# [Stored entries]
------------------------------

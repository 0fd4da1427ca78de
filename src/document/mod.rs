//! # Document
//!
//! Path-addressed mutation of semi-structured documents (YAML and JSON).
//!
//! - [`value`]: the generic map/sequence/scalar tree
//! - [`path`]: path expression parsing and navigation
//! - [`codec`]: bytes to tree and back
//! - [`mutator`]: transactional document and file rewrites

pub mod codec;
pub mod mutator;
pub mod path;
pub mod value;

pub use codec::{codec_for_path, CodecError, DocumentCodec, JsonCodec, YamlCodec};
pub use mutator::{
    apply_mutation, apply_mutations, read_path, update_path, value_at, Mutation, MutationError,
};
pub use path::{parse, replace_image_tag, validate, PathError, PathExpr, PathStep};
pub use value::{Scalar, Value};
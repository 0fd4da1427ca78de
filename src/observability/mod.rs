//! # Observability
//!
//! Prometheus metrics for the controller. Logging goes through `tracing`
//! directly and is configured in [`crate::runtime::initialization`].

pub mod metrics;
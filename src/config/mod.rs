//! # Controller Configuration
//!
//! Controller-level configuration loaded from environment variables (populated from ConfigMap).
//!
//! All configuration has sensible defaults and can be overridden via environment variables.

mod controller;
mod server;

pub use controller::ControllerConfig;
pub use server::ServerConfig;

/// Load configuration from environment variables with defaults
pub fn load_config() -> (ControllerConfig, ServerConfig) {
    (ControllerConfig::from_env(), ServerConfig::from_env())
}

/// Read environment variable or return default value
pub(crate) fn env_var_or_default<T: std::str::FromStr>(key: &str, default: T) -> T {
    std::env::var(key)
        .ok()
        .and_then(|v| v.trim().parse().ok())
        .unwrap_or(default)
}

/// Read an optional, non-empty environment variable
pub(crate) fn env_var_opt(key: &str) -> Option<String> {
    std::env::var(key)
        .ok()
        .map(|v| v.trim().to_string())
        .filter(|v| !v.is_empty())
}
//! # Kubernetes Store
//!
//! Descriptor source and status sink backed by the `ImageUpdateConfig` API.
//!
//! Status writes are merge patches against the status subresource that carry
//! `metadata.resourceVersion`, so the API server rejects a write based on a
//! stale read with 409 Conflict.

use super::types::{DescriptorSource, FetchError, StatusError, StatusSink, StatusSnapshot};
use crate::constants::FIELD_MANAGER;
use crate::crd::{ImageUpdateConfig, ResourceDescriptor, ResourceIdentity};
use async_trait::async_trait;
use kube::api::{Patch, PatchParams};
use kube::{Api, Client};
use tracing::debug;

/// `ImageUpdateConfig` access through the Kubernetes API
#[derive(Clone)]
pub struct KubeStore {
    client: Client,
}

impl std::fmt::Debug for KubeStore {
    fn fmt(&self, f: &mut std::fmt::Formatter<'_>) -> std::fmt::Result {
        f.debug_struct("KubeStore").finish_non_exhaustive()
    }
}

impl KubeStore {
    pub fn new(client: Client) -> Self {
        Self { client }
    }

    fn api(&self, identity: &ResourceIdentity) -> Api<ImageUpdateConfig> {
        Api::namespaced(self.client.clone(), &identity.namespace)
    }
}

/// Build the status merge patch body
pub fn status_patch(snapshot: &StatusSnapshot) -> Result<serde_json::Value, serde_json::Error> {
    let mut patch = serde_json::json!({ "status": serde_json::to_value(&snapshot.status)? });
    if let Some(revision) = &snapshot.revision {
        patch["metadata"] = serde_json::json!({ "resourceVersion": revision });
    }
    Ok(patch)
}

#[async_trait]
impl DescriptorSource for KubeStore {
    async fn fetch(
        &self,
        identity: &ResourceIdentity,
    ) -> Result<Option<ResourceDescriptor>, FetchError> {
        match self.api(identity).get(&identity.name).await {
            Ok(config) => Ok(Some(ResourceDescriptor::from_resource(&config))),
            Err(kube::Error::Api(api_err)) if api_err.code == 404 => {
                debug!(resource = %identity, "Resource not found");
                Ok(None)
            }
            Err(e) => Err(FetchError::new(identity, e)),
        }
    }
}

#[async_trait]
impl StatusSink for KubeStore {
    async fn read(&self, identity: &ResourceIdentity) -> Result<StatusSnapshot, StatusError> {
        match self.api(identity).get_status(&identity.name).await {
            Ok(config) => Ok(StatusSnapshot {
                status: config.status.unwrap_or_default(),
                revision: config.metadata.resource_version,
            }),
            // Deleted between fetch and read; the next fetch reports it
            Err(kube::Error::Api(api_err)) if api_err.code == 404 => Ok(StatusSnapshot::default()),
            Err(e) => Err(StatusError::backend(identity, e)),
        }
    }

    async fn write(
        &self,
        identity: &ResourceIdentity,
        snapshot: &StatusSnapshot,
    ) -> Result<(), StatusError> {
        let patch = status_patch(snapshot).map_err(|e| StatusError::backend(identity, e))?;
        match self
            .api(identity)
            .patch_status(
                &identity.name,
                &PatchParams::apply(FIELD_MANAGER),
                &Patch::Merge(&patch),
            )
            .await
        {
            Ok(_) => {
                debug!(resource = %identity, "Status updated");
                Ok(())
            }
            Err(kube::Error::Api(api_err)) if api_err.code == 409 => Err(StatusError::Conflict {
                identity: identity.to_string(),
            }),
            Err(kube::Error::Api(api_err)) if api_err.code == 404 => {
                debug!(resource = %identity, "Resource deleted before status write");
                Ok(())
            }
            Err(e) => Err(StatusError::backend(identity, e)),
        }
    }
}

#[cfg(test)]
mod tests {
    use super::*;
    use crate::crd::ImageUpdateConfigStatus;

    #[test]
    fn test_status_patch_carries_revision() {
        let snapshot = StatusSnapshot {
            status: ImageUpdateConfigStatus {
                current_tag: Some("1.21".to_string()),
                ..Default::default()
            },
            revision: Some("42".to_string()),
        };
        let patch = status_patch(&snapshot).unwrap();
        assert_eq!(patch["metadata"]["resourceVersion"], "42");
        assert_eq!(patch["status"]["currentTag"], "1.21");
    }

    #[test]
    fn test_status_patch_without_revision() {
        let patch = status_patch(&StatusSnapshot::default()).unwrap();
        assert!(patch.get("metadata").is_none());
        assert!(patch["status"].is_object());
    }
}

------------------------------

# [ABOUT THIS TASK]
Set down exactly the lines of the data above, beginning with the line that has "impl std::fmt::Debug for" and ending with the line that has "Ok(config) => Ok(StatusSnapshot", and no others.

# [FINISHED EXERCISE]
impl std::fmt::Debug for KubeStore {
    fn fmt(&self, f: &mut std::fmt::Formatter<'_>) -> std::fmt::Result {
        f.debug_struct("KubeStore").finish_non_exhaustive()
    }
}

impl KubeStore {
    pub fn new(client: Client) -> Self {
        Self { client }
    }

    fn api(&self, identity: &ResourceIdentity) -> Api<ImageUpdateConfig> {
        Api::namespaced(self.client.clone(), &identity.namespace)
    }
}

/// Build the status merge patch body
pub fn status_patch(snapshot: &StatusSnapshot) -> Result<serde_json::Value, serde_json::Error> {
    let mut patch = serde_json::json!({ "status": serde_json::to_value(&snapshot.status)? });
    if let Some(revision) = &snapshot.revision {
        patch["metadata"] = serde_json::json!({ "resourceVersion": revision });
    }
    Ok(patch)
}

#[async_trait]
impl DescriptorSource for KubeStore {
    async fn fetch(
        &self,
        identity: &ResourceIdentity,
    ) -> Result<Option<ResourceDescriptor>, FetchError> {
        match self.api(identity).get(&identity.name).await {
            Ok(config) => Ok(Some(ResourceDescriptor::from_resource(&config))),
            Err(kube::Error::Api(api_err)) if api_err.code == 404 => {
                debug!(resource = %identity, "Resource not found");
                Ok(None)
            }
            Err(e) => Err(FetchError::new(identity, e)),
        }
    }
}

#[async_trait]
impl StatusSink for KubeStore {
    async fn read(&self, identity: &ResourceIdentity) -> Result<StatusSnapshot, StatusError> {
        match self.api(identity).get_status(&identity.name).await {
            Ok(config) => Ok(StatusSnapshot {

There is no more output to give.